[Data excerpts]
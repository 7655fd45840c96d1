//! Shared helpers for widget and app tests.

use ratatui::buffer::Buffer;
use rangefield_core::FormConfig;

use crate::app::AppState;

/// Symbols of one buffer row, concatenated.
pub fn row_text(buf: &Buffer, y: u16) -> String {
    (0..buf.area.width)
        .map(|x| buf[(buf.area.x + x, buf.area.y + y)].symbol())
        .collect()
}

/// App over the sample form, initialized and focused on the first field.
pub fn sample_app() -> AppState {
    AppState::from_config(&FormConfig::sample()).unwrap()
}
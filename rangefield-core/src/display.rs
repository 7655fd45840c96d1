//! Which auxiliary labels render beneath the slider.

use serde::{Deserialize, Serialize};

/// One of the three auxiliary label positions, left to right.
#[derive(Debug, Clone, Copy, PartialEq, Eq, Hash)]
pub enum DisplaySlot {
    Min,
    Current,
    Max,
}

impl DisplaySlot {
    pub const ALL: [DisplaySlot; 3] = [DisplaySlot::Min, DisplaySlot::Current, DisplaySlot::Max];
}

/// Closed set of label-row modes.
///
/// | policy   | min | current | max |
/// |----------|-----|---------|-----|
/// | `All`    |  x  |    x    |  x  |
/// | `Current`|     |    x    |     |
/// | `MinMax` |  x  |         |  x  |
/// | `None`   |     |         |     |
#[derive(Debug, Clone, Copy, PartialEq, Eq, Default, Serialize, Deserialize)]
#[serde(rename_all = "snake_case")]
pub enum DisplayPolicy {
    #[default]
    All,
    Current,
    MinMax,
    None,
}

impl DisplayPolicy {
    pub fn shows(self, slot: DisplaySlot) -> bool {
        match slot {
            DisplaySlot::Min | DisplaySlot::Max => {
                !matches!(self, DisplayPolicy::None | DisplayPolicy::Current)
            }
            DisplaySlot::Current => !matches!(self, DisplayPolicy::None | DisplayPolicy::MinMax),
        }
    }

    /// Rendered slots in left-to-right order.
    pub fn slots(self) -> Vec<DisplaySlot> {
        DisplaySlot::ALL
            .into_iter()
            .filter(|slot| self.shows(*slot))
            .collect()
    }

    /// Next policy in declaration order, wrapping around.
    pub fn cycle(self) -> Self {
        match self {
            DisplayPolicy::All => DisplayPolicy::Current,
            DisplayPolicy::Current => DisplayPolicy::MinMax,
            DisplayPolicy::MinMax => DisplayPolicy::None,
            DisplayPolicy::None => DisplayPolicy::All,
        }
    }
}

#[cfg(test)]
mod tests {
    use super::*;

    #[test]
    fn test_slot_table() {
        use DisplaySlot::*;
        assert_eq!(DisplayPolicy::All.slots(), vec![Min, Current, Max]);
        assert_eq!(DisplayPolicy::Current.slots(), vec![Current]);
        assert_eq!(DisplayPolicy::MinMax.slots(), vec![Min, Max]);
        assert!(DisplayPolicy::None.slots().is_empty());
    }

    #[test]
    fn test_min_max_never_shows_current() {
        assert!(!DisplayPolicy::MinMax.shows(DisplaySlot::Current));
    }

    #[test]
    fn test_cycle_visits_every_policy() {
        let mut p = DisplayPolicy::All;
        let mut seen = Vec::new();
        for _ in 0..4 {
            seen.push(p);
            p = p.cycle();
        }
        assert_eq!(p, DisplayPolicy::All);
        assert_eq!(seen.len(), 4);
        assert!(seen.contains(&DisplayPolicy::None));
    }

    #[test]
    fn test_serde_names() {
        #[derive(Deserialize)]
        struct Wrap {
            p: DisplayPolicy,
        }
        let w: Wrap = toml::from_str("p = \"min_max\"").unwrap();
        assert_eq!(w.p, DisplayPolicy::MinMax);
    }
}
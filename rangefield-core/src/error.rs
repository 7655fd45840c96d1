//! Error types for configuration loading and the form container.

use std::path::PathBuf;

use thiserror::Error;

/// Failure while loading a field or form description.
#[derive(Debug, Error)]
pub enum ConfigError {
    #[error("failed to read {path}: {source}")]
    Io {
        path: PathBuf,
        #[source]
        source: std::io::Error,
    },

    #[error("invalid TOML: {0}")]
    Parse(#[from] toml::de::Error),

    #[error("invalid color {0:?} (expected #rrggbb)")]
    InvalidColor(String),
}

/// Failure while registering or addressing fields of a [`crate::Form`].
#[derive(Debug, Clone, PartialEq, Eq, Error)]
pub enum FormError {
    #[error("field {0:?} is already registered")]
    DuplicateField(String),

    #[error("no field named {0:?}")]
    UnknownField(String),
}
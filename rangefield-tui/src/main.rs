//! Range field demo: a form of dual-thumb sliders in the terminal.
//!
//! Keyboard: Tab/j/k focus, h/l step (H/L x10), Space switches thumb,
//! v cycles the value labels, s saves, r resets, e/d toggle enabled.
//! Mouse: press on a track grabs the nearest thumb, drag moves it.

use std::fs::File;
use std::io::{self, stdout};
use std::path::PathBuf;
use std::time::Duration;

use anyhow::{Context, Result};
use clap::Parser;
use crossterm::event::{self, DisableMouseCapture, EnableMouseCapture, Event};
use crossterm::execute;
use crossterm::terminal::{
    disable_raw_mode, enable_raw_mode, EnterAlternateScreen, LeaveAlternateScreen,
};
use ratatui::backend::CrosstermBackend;
use ratatui::text::Span;
use ratatui::Terminal;

use rangefield_core::FormConfig;
use rangefield_tui::ui::widgets::{FieldPresentation, ValueWidgets};
use rangefield_tui::{input, persistence, theme, ui, AppState};

#[derive(Parser, Debug)]
#[command(name = "rangefield")]
#[command(author, version, about, long_about = None)]
struct Cli {
    /// TOML form description; the built-in sample form when omitted
    #[arg(short, long, value_name = "PATH")]
    config: Option<PathBuf>,

    /// Where saved values are kept between runs
    #[arg(short, long, value_name = "PATH")]
    state: Option<PathBuf>,

    /// Log file (the terminal is taken by the UI)
    #[arg(long, value_name = "PATH")]
    log_file: Option<PathBuf>,

    /// Debug verbosity level (0=warn, 1=info, 2=debug, 3=trace)
    #[arg(short = 'd', long = "debug", value_name = "LEVEL", default_value = "1")]
    debug: u8,
}

fn main() -> Result<()> {
    let cli = Cli::parse();
    init_logging(&cli)?;

    // Install a panic hook that restores the terminal before printing the panic.
    let default_hook = std::panic::take_hook();
    std::panic::set_hook(Box::new(move |info| {
        let _ = disable_raw_mode();
        let _ = execute!(io::stderr(), LeaveAlternateScreen, DisableMouseCapture);
        default_hook(info);
    }));

    let state_path = cli.state.clone().unwrap_or_else(|| {
        dirs::config_dir()
            .unwrap_or_else(|| PathBuf::from("."))
            .join("rangefield")
            .join("state.json")
    });

    let mut config = match &cli.config {
        Some(path) => FormConfig::load(path)
            .with_context(|| format!("loading form from {}", path.display()))?,
        None => FormConfig::sample(),
    };
    persistence::apply(&mut config, &persistence::load(&state_path));

    let mut app = AppState::from_config(&config)?
        .with_state_path(state_path)
        .with_presentation("price", dollar_presentation());
    log::info!("loaded form with {} field(s)", app.form.len());

    // Setup terminal
    enable_raw_mode()?;
    let mut stdout = stdout();
    execute!(stdout, EnterAlternateScreen, EnableMouseCapture)?;
    let backend = CrosstermBackend::new(stdout);
    let mut terminal = Terminal::new(backend)?;
    terminal.clear()?;

    let result = run_app(&mut terminal, &mut app);

    // Save state before exit
    app.persist_on_exit();

    // Restore terminal
    disable_raw_mode()?;
    execute!(
        terminal.backend_mut(),
        LeaveAlternateScreen,
        DisableMouseCapture
    )?;
    terminal.show_cursor()?;

    result
}

fn run_app(
    terminal: &mut Terminal<CrosstermBackend<io::Stdout>>,
    app: &mut AppState,
) -> Result<()> {
    loop {
        terminal.draw(|f| {
            app.viewport = f.area();
            ui::draw(f, app);
        })?;

        if event::poll(Duration::from_millis(100))? {
            match event::read()? {
                Event::Key(key) => input::handle_key(app, key),
                Event::Mouse(mouse) => input::handle_mouse(app, mouse),
                _ => {}
            }
        }

        if !app.running {
            break;
        }
    }
    log::info!("exiting");
    Ok(())
}

fn init_logging(cli: &Cli) -> Result<()> {
    let log_level = match cli.debug {
        0 => "warn",
        1 => "info",
        2 => "debug",
        _ => "trace",
    };
    let path = cli
        .log_file
        .clone()
        .unwrap_or_else(|| std::env::temp_dir().join("rangefield.log"));
    let file = File::create(&path).with_context(|| format!("creating log file {}", path.display()))?;
    // Allow RUST_LOG to override CLI setting
    env_logger::Builder::from_env(env_logger::Env::default().default_filter_or(log_level))
        .target(env_logger::Target::Pipe(Box::new(file)))
        .init();
    Ok(())
}

/// Price bounds shown as currency.
fn dollar_presentation() -> FieldPresentation {
    let dollars = |s: &str| Span::styled(format!("${s}"), theme::positive());
    FieldPresentation {
        styles: None,
        widgets: ValueWidgets {
            min: Some(Box::new(dollars)),
            value: None,
            max: Some(Box::new(dollars)),
        },
    }
}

● **WHAT YOU ARE ASKED TO DO**
Show all lines above that contain "thumb".

● **SOLUTION FOR THIS EXERCISE**
//! Range field demo: a form of dual-thumb sliders in the terminal.
//! Keyboard: Tab/j/k focus, h/l step (H/L x10), Space switches thumb,
//! Mouse: press on a track grabs the nearest thumb, drag moves it.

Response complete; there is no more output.